Problem description: This task calls for copying each line below that contains "best".

•••

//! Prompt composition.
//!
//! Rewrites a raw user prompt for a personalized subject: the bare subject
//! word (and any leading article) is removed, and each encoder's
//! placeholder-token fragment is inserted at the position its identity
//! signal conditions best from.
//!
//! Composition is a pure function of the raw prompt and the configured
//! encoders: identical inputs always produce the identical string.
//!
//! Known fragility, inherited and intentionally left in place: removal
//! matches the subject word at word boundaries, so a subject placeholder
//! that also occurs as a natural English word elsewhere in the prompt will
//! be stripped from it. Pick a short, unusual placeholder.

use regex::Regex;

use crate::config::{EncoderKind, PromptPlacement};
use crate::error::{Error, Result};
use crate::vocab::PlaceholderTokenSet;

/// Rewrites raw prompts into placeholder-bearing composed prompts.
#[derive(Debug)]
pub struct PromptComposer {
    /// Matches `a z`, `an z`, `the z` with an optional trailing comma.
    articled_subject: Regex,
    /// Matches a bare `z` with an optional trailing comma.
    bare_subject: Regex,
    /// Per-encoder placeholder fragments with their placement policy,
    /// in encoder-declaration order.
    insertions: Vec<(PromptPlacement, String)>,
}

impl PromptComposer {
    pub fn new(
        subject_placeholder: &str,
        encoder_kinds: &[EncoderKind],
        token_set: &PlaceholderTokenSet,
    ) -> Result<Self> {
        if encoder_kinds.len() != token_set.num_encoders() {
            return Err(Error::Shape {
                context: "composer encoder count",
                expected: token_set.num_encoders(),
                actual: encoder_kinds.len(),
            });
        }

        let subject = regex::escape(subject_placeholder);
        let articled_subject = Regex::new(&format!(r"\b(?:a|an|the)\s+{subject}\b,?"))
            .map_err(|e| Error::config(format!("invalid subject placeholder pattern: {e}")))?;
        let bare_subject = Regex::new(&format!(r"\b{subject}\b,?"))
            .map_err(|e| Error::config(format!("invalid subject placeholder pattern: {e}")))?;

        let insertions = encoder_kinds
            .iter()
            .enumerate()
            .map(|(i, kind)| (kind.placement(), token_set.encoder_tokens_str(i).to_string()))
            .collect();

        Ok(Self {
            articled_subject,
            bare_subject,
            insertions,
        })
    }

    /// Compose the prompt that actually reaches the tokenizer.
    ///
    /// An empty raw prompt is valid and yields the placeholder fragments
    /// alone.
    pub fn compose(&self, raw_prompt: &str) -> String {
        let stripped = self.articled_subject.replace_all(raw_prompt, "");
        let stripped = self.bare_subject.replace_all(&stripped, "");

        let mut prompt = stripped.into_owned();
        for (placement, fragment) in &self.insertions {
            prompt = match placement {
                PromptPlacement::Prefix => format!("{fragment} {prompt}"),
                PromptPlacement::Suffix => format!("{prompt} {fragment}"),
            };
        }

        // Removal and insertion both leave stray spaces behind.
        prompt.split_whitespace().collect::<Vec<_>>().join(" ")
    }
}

•••

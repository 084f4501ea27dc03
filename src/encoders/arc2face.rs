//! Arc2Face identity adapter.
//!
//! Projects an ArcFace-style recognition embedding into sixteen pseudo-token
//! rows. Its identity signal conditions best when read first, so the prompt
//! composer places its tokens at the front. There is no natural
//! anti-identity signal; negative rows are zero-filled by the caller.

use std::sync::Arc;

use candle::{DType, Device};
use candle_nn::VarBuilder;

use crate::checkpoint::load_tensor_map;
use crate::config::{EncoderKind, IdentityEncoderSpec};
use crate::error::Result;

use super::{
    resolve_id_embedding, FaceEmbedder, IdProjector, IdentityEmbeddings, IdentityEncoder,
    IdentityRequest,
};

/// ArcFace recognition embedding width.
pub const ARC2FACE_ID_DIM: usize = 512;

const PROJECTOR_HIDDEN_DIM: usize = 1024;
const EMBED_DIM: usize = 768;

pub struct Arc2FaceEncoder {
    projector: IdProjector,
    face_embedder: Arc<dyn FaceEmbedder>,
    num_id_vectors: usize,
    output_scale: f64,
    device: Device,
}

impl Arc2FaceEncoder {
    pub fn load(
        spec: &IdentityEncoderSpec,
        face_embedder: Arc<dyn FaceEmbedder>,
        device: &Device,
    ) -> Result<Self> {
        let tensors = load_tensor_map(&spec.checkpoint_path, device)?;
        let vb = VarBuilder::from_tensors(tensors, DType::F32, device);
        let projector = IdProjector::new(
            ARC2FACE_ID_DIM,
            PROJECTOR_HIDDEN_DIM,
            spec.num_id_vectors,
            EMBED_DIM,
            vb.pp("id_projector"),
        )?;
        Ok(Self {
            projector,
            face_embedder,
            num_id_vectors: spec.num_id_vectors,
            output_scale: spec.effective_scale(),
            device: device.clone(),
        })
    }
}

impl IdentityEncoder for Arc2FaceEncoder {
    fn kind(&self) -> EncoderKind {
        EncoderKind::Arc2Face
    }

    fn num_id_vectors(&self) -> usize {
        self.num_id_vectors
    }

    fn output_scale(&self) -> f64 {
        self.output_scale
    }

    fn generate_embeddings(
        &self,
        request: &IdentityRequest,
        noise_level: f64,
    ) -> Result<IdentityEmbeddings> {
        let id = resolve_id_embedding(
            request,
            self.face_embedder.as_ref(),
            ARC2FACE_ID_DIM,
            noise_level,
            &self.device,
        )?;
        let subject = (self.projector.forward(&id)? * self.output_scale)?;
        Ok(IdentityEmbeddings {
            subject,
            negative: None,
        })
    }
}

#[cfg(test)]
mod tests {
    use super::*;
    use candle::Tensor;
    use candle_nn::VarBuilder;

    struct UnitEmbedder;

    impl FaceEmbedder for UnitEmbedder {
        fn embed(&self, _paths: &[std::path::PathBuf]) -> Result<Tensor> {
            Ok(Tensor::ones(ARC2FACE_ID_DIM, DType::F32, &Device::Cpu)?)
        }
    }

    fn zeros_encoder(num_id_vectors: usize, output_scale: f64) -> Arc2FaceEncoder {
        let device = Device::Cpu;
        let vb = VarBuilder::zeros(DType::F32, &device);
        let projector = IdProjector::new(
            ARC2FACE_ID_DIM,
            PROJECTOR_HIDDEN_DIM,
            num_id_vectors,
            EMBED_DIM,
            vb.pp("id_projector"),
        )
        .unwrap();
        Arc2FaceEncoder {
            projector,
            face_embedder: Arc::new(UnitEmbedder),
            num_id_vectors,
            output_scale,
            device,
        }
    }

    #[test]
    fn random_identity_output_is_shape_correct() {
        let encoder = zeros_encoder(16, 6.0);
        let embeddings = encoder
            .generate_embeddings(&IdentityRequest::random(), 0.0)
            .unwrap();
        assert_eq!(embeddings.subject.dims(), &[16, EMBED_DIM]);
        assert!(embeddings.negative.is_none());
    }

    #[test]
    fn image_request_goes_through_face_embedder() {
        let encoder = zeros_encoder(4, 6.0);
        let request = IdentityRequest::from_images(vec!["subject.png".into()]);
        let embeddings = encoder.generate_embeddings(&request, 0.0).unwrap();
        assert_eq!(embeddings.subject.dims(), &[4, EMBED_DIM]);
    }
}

•••

Solved problem:
//! signal conditions best from.
//! rows. Its identity signal conditions best when read first, so the prompt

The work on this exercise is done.